— WORK ITEM —
Your output should be the full listing, unchanged.
-- -- --
//! Trial runner: executes every kernel once per repetition and times each
//! execution individually.

use crate::clock::Clock;
use crate::element::StreamElement;
use crate::kernels::KernelSet;
use crate::thread_pool::BenchThreadPool;
use crate::workspace::Workspace;
use membench_common::{MembenchError, Result, DEFAULT_NTIMES};
use serde::{Deserialize, Serialize};

/// Lifecycle of a [`TrialRunner`].
#[derive(Debug, Clone, Copy, PartialEq, Eq)]
pub enum RunnerState {
    Idle,
    Running,
    Done,
}

impl RunnerState {
    pub const fn as_str(self) -> &'static str {
        match self {
            Self::Idle => "idle",
            Self::Running => "running",
            Self::Done => "done",
        }
    }
}

/// Elapsed seconds indexed by (kernel, repetition).
#[derive(Debug, Clone, PartialEq, Serialize, Deserialize)]
pub struct TimingMatrix {
    rows: Vec<Vec<f64>>,
    ntimes: usize,
}

impl TimingMatrix {
    fn zeroed(kernels: usize, ntimes: usize) -> Self {
        Self { rows: vec![vec![0.0; ntimes]; kernels], ntimes }
    }

    /// Build a matrix from recorded rows, one per kernel.
    ///
    /// Returns `None` if the rows differ in length.
    pub fn from_rows(rows: Vec<Vec<f64>>) -> Option<Self> {
        let ntimes = rows.first().map_or(0, Vec::len);
        if rows.iter().any(|r| r.len() != ntimes) {
            return None;
        }
        Some(Self { rows, ntimes })
    }

    pub fn kernel_count(&self) -> usize {
        self.rows.len()
    }

    pub fn ntimes(&self) -> usize {
        self.ntimes
    }

    /// Every sample of kernel `k`, warm-up included.
    pub fn row(&self, k: usize) -> &[f64] {
        &self.rows[k]
    }

    /// Samples of kernel `k` with repetition 0 dropped.
    pub fn retained(&self, k: usize) -> &[f64] {
        self.rows[k].get(1..).unwrap_or(&[])
    }
}

/// Runs the kernel set `ntimes` times over a workspace.
pub struct TrialRunner<'a, C: Clock + ?Sized> {
    clock: &'a C,
    kernels: &'a KernelSet,
    ntimes: usize,
    state: RunnerState,
}

impl<'a, C: Clock + ?Sized> TrialRunner<'a, C> {
    /// `ntimes` below 2 is raised to [`DEFAULT_NTIMES`].
    pub fn new(clock: &'a C, kernels: &'a KernelSet, ntimes: usize) -> Self {
        let ntimes = if ntimes < 2 {
            tracing::info!(requested = ntimes, ntimes = DEFAULT_NTIMES, "repetition count raised");
            DEFAULT_NTIMES
        } else {
            ntimes
        };
        Self { clock, kernels, ntimes, state: RunnerState::Idle }
    }

    pub fn state(&self) -> RunnerState {
        self.state
    }

    pub fn ntimes(&self) -> usize {
        self.ntimes
    }

    /// Execute all repetitions on `pool` and return the recorded timings.
    ///
    /// # Errors
    ///
    /// Returns [`MembenchError::RunnerState`] if the runner has already run.
    pub fn run<T: StreamElement>(
        &mut self,
        workspace: &mut Workspace<T>,
        pool: &BenchThreadPool,
    ) -> Result<TimingMatrix> {
        if self.state != RunnerState::Idle {
            return Err(MembenchError::RunnerState {
                expected: RunnerState::Idle.as_str(),
                actual: self.state.as_str(),
            });
        }
        self.state = RunnerState::Running;
        tracing::info!(kernels = self.kernels.len(), ntimes = self.ntimes, "timed trials started");

        let (clock, kernels, ntimes) = (self.clock, self.kernels, self.ntimes);
        let timings = pool.install(|| {
            let mut timings = TimingMatrix::zeroed(kernels.len(), ntimes);
            for rep in 0..ntimes {
                for (k, kernel) in kernels.iter().enumerate() {
                    let start = clock.now();
                    kernel.kind.execute(workspace);
                    let elapsed = clock.now() - start;
                    timings.rows[k][rep] = if elapsed < 0.0 {
                        tracing::debug!(kernel = kernel.label, rep, elapsed, "negative interval clamped");
                        0.0
                    } else {
                        elapsed
                    };
                }
                tracing::debug!(rep, "repetition complete");
            }
            timings
        });

        self.state = RunnerState::Done;
        tracing::info!("timed trials finished");
        Ok(timings)
    }
}

#[cfg(test)]
mod tests {
    use super::*;
    use crate::clock::StepClock;
    use crate::workspace::WorkspaceLayout;

    fn fixture() -> (Workspace<f64>, KernelSet, BenchThreadPool) {
        let layout = WorkspaceLayout::primary(256, 0);
        let ws = Workspace::allocate(layout).unwrap();
        let set = KernelSet::new(&layout, 8);
        let pool = BenchThreadPool::with_threads(Some(2)).unwrap();
        (ws, set, pool)
    }

    #[test]
    fn test_each_kernel_timed_separately() {
        let (mut ws, set, pool) = fixture();
        let clock = StepClock::new(0.5);
        let mut runner = TrialRunner::new(&clock, &set, 3);
        let timings = runner.run(&mut ws, &pool).unwrap();

        assert_eq!(runner.state(), RunnerState::Done);
        assert_eq!(timings.kernel_count(), 4);
        assert_eq!(timings.ntimes(), 3);
        // Two reads per kernel execution.
        assert_eq!(clock.reads(), 4 * 3 * 2);
        for k in 0..4 {
            assert!(timings.row(k).iter().all(|&t| t == 0.5));
        }
    }

    #[test]
    fn test_low_ntimes_raised_to_default() {
        let (_, set, _) = fixture();
        let clock = StepClock::new(1.0);
        assert_eq!(TrialRunner::new(&clock, &set, 0).ntimes(), DEFAULT_NTIMES);
        assert_eq!(TrialRunner::new(&clock, &set, 1).ntimes(), DEFAULT_NTIMES);
        assert_eq!(TrialRunner::new(&clock, &set, 2).ntimes(), 2);
    }

    #[test]
    fn test_second_run_rejected() {
        let (mut ws, set, pool) = fixture();
        let clock = StepClock::new(1.0);
        let mut runner = TrialRunner::new(&clock, &set, 2);
        runner.run(&mut ws, &pool).unwrap();
        let err = runner.run(&mut ws, &pool).unwrap_err();
        assert!(matches!(err, MembenchError::RunnerState { expected: "idle", actual: "done" }));
    }

    #[test]
    fn test_kernels_actually_execute() {
        let (mut ws, set, pool) = fixture();
        let clock = StepClock::new(1.0);
        TrialRunner::new(&clock, &set, 2).run(&mut ws, &pool).unwrap();
        // Two repetitions without warm-up: a = 1 -> 15 -> 225.
        assert!(ws.a().iter().all(|&x| x == 225.0));
    }

    #[test]
    fn test_matrix_from_rows() {
        let m = TimingMatrix::from_rows(vec![vec![9.0, 1.0, 2.0], vec![9.0, 3.0, 4.0]]).unwrap();
        assert_eq!(m.retained(0), &[1.0, 2.0]);
        assert_eq!(m.retained(1), &[3.0, 4.0]);
        assert!(TimingMatrix::from_rows(vec![vec![1.0], vec![1.0, 2.0]]).is_none());
    }
}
-- -- --
— FINISHED EXERCISE —
//! Trial runner: executes every kernel once per repetition and times each
//! execution individually.

use crate::clock::Clock;
use crate::element::StreamElement;
use crate::kernels::KernelSet;
use crate::thread_pool::BenchThreadPool;
use crate::workspace::Workspace;
use membench_common::{MembenchError, Result, DEFAULT_NTIMES};
use serde::{Deserialize, Serialize};

/// Lifecycle of a [`TrialRunner`].
#[derive(Debug, Clone, Copy, PartialEq, Eq)]
pub enum RunnerState {
    Idle,
    Running,
    Done,
}

impl RunnerState {
    pub const fn as_str(self) -> &'static str {
        match self {
            Self::Idle => "idle",
            Self::Running => "running",
            Self::Done => "done",
        }
    }
}

/// Elapsed seconds indexed by (kernel, repetition).
#[derive(Debug, Clone, PartialEq, Serialize, Deserialize)]
pub struct TimingMatrix {
    rows: Vec<Vec<f64>>,
    ntimes: usize,
}

impl TimingMatrix {
    fn zeroed(kernels: usize, ntimes: usize) -> Self {
        Self { rows: vec![vec![0.0; ntimes]; kernels], ntimes }
    }

    /// Build a matrix from recorded rows, one per kernel.
    ///
    /// Returns `None` if the rows differ in length.
    pub fn from_rows(rows: Vec<Vec<f64>>) -> Option<Self> {
        let ntimes = rows.first().map_or(0, Vec::len);
        if rows.iter().any(|r| r.len() != ntimes) {
            return None;
        }
        Some(Self { rows, ntimes })
    }

    pub fn kernel_count(&self) -> usize {
        self.rows.len()
    }

    pub fn ntimes(&self) -> usize {
        self.ntimes
    }

    /// Every sample of kernel `k`, warm-up included.
    pub fn row(&self, k: usize) -> &[f64] {
        &self.rows[k]
    }

    /// Samples of kernel `k` with repetition 0 dropped.
    pub fn retained(&self, k: usize) -> &[f64] {
        self.rows[k].get(1..).unwrap_or(&[])
    }
}

/// Runs the kernel set `ntimes` times over a workspace.
pub struct TrialRunner<'a, C: Clock + ?Sized> {
    clock: &'a C,
    kernels: &'a KernelSet,
    ntimes: usize,
    state: RunnerState,
}

impl<'a, C: Clock + ?Sized> TrialRunner<'a, C> {
    /// `ntimes` below 2 is raised to [`DEFAULT_NTIMES`].
    pub fn new(clock: &'a C, kernels: &'a KernelSet, ntimes: usize) -> Self {
        let ntimes = if ntimes < 2 {
            tracing::info!(requested = ntimes, ntimes = DEFAULT_NTIMES, "repetition count raised");
            DEFAULT_NTIMES
        } else {
            ntimes
        };
        Self { clock, kernels, ntimes, state: RunnerState::Idle }
    }

    pub fn state(&self) -> RunnerState {
        self.state
    }

    pub fn ntimes(&self) -> usize {
        self.ntimes
    }

    /// Execute all repetitions on `pool` and return the recorded timings.
    ///
    /// # Errors
    ///
    /// Returns [`MembenchError::RunnerState`] if the runner has already run.
    pub fn run<T: StreamElement>(
        &mut self,
        workspace: &mut Workspace<T>,
        pool: &BenchThreadPool,
    ) -> Result<TimingMatrix> {
        if self.state != RunnerState::Idle {
            return Err(MembenchError::RunnerState {
                expected: RunnerState::Idle.as_str(),
                actual: self.state.as_str(),
            });
        }
        self.state = RunnerState::Running;
        tracing::info!(kernels = self.kernels.len(), ntimes = self.ntimes, "timed trials started");

        let (clock, kernels, ntimes) = (self.clock, self.kernels, self.ntimes);
        let timings = pool.install(|| {
            let mut timings = TimingMatrix::zeroed(kernels.len(), ntimes);
            for rep in 0..ntimes {
                for (k, kernel) in kernels.iter().enumerate() {
                    let start = clock.now();
                    kernel.kind.execute(workspace);
                    let elapsed = clock.now() - start;
                    timings.rows[k][rep] = if elapsed < 0.0 {
                        tracing::debug!(kernel = kernel.label, rep, elapsed, "negative interval clamped");
                        0.0
                    } else {
                        elapsed
                    };
                }
                tracing::debug!(rep, "repetition complete");
            }
            timings
        });

        self.state = RunnerState::Done;
        tracing::info!("timed trials finished");
        Ok(timings)
    }
}

#[cfg(test)]
mod tests {
    use super::*;
    use crate::clock::StepClock;
    use crate::workspace::WorkspaceLayout;

    fn fixture() -> (Workspace<f64>, KernelSet, BenchThreadPool) {
        let layout = WorkspaceLayout::primary(256, 0);
        let ws = Workspace::allocate(layout).unwrap();
        let set = KernelSet::new(&layout, 8);
        let pool = BenchThreadPool::with_threads(Some(2)).unwrap();
        (ws, set, pool)
    }

    #[test]
    fn test_each_kernel_timed_separately() {
        let (mut ws, set, pool) = fixture();
        let clock = StepClock::new(0.5);
        let mut runner = TrialRunner::new(&clock, &set, 3);
        let timings = runner.run(&mut ws, &pool).unwrap();

        assert_eq!(runner.state(), RunnerState::Done);
        assert_eq!(timings.kernel_count(), 4);
        assert_eq!(timings.ntimes(), 3);
        // Two reads per kernel execution.
        assert_eq!(clock.reads(), 4 * 3 * 2);
        for k in 0..4 {
            assert!(timings.row(k).iter().all(|&t| t == 0.5));
        }
    }

    #[test]
    fn test_low_ntimes_raised_to_default() {
        let (_, set, _) = fixture();
        let clock = StepClock::new(1.0);
        assert_eq!(TrialRunner::new(&clock, &set, 0).ntimes(), DEFAULT_NTIMES);
        assert_eq!(TrialRunner::new(&clock, &set, 1).ntimes(), DEFAULT_NTIMES);
        assert_eq!(TrialRunner::new(&clock, &set, 2).ntimes(), 2);
    }

    #[test]
    fn test_second_run_rejected() {
        let (mut ws, set, pool) = fixture();
        let clock = StepClock::new(1.0);
        let mut runner = TrialRunner::new(&clock, &set, 2);
        runner.run(&mut ws, &pool).unwrap();
        let err = runner.run(&mut ws, &pool).unwrap_err();
        assert!(matches!(err, MembenchError::RunnerState { expected: "idle", actual: "done" }));
    }

    #[test]
    fn test_kernels_actually_execute() {
        let (mut ws, set, pool) = fixture();
        let clock = StepClock::new(1.0);
        TrialRunner::new(&clock, &set, 2).run(&mut ws, &pool).unwrap();
        // Two repetitions without warm-up: a = 1 -> 15 -> 225.
        assert!(ws.a().iter().all(|&x| x == 225.0));
    }

    #[test]
    fn test_matrix_from_rows() {
        let m = TimingMatrix::from_rows(vec![vec![9.0, 1.0, 2.0], vec![9.0, 3.0, 4.0]]).unwrap();
        assert_eq!(m.retained(0), &[1.0, 2.0]);
        assert_eq!(m.retained(1), &[3.0, 4.0]);
        assert!(TimingMatrix::from_rows(vec![vec![1.0], vec![1.0, 2.0]]).is_none());
    }
}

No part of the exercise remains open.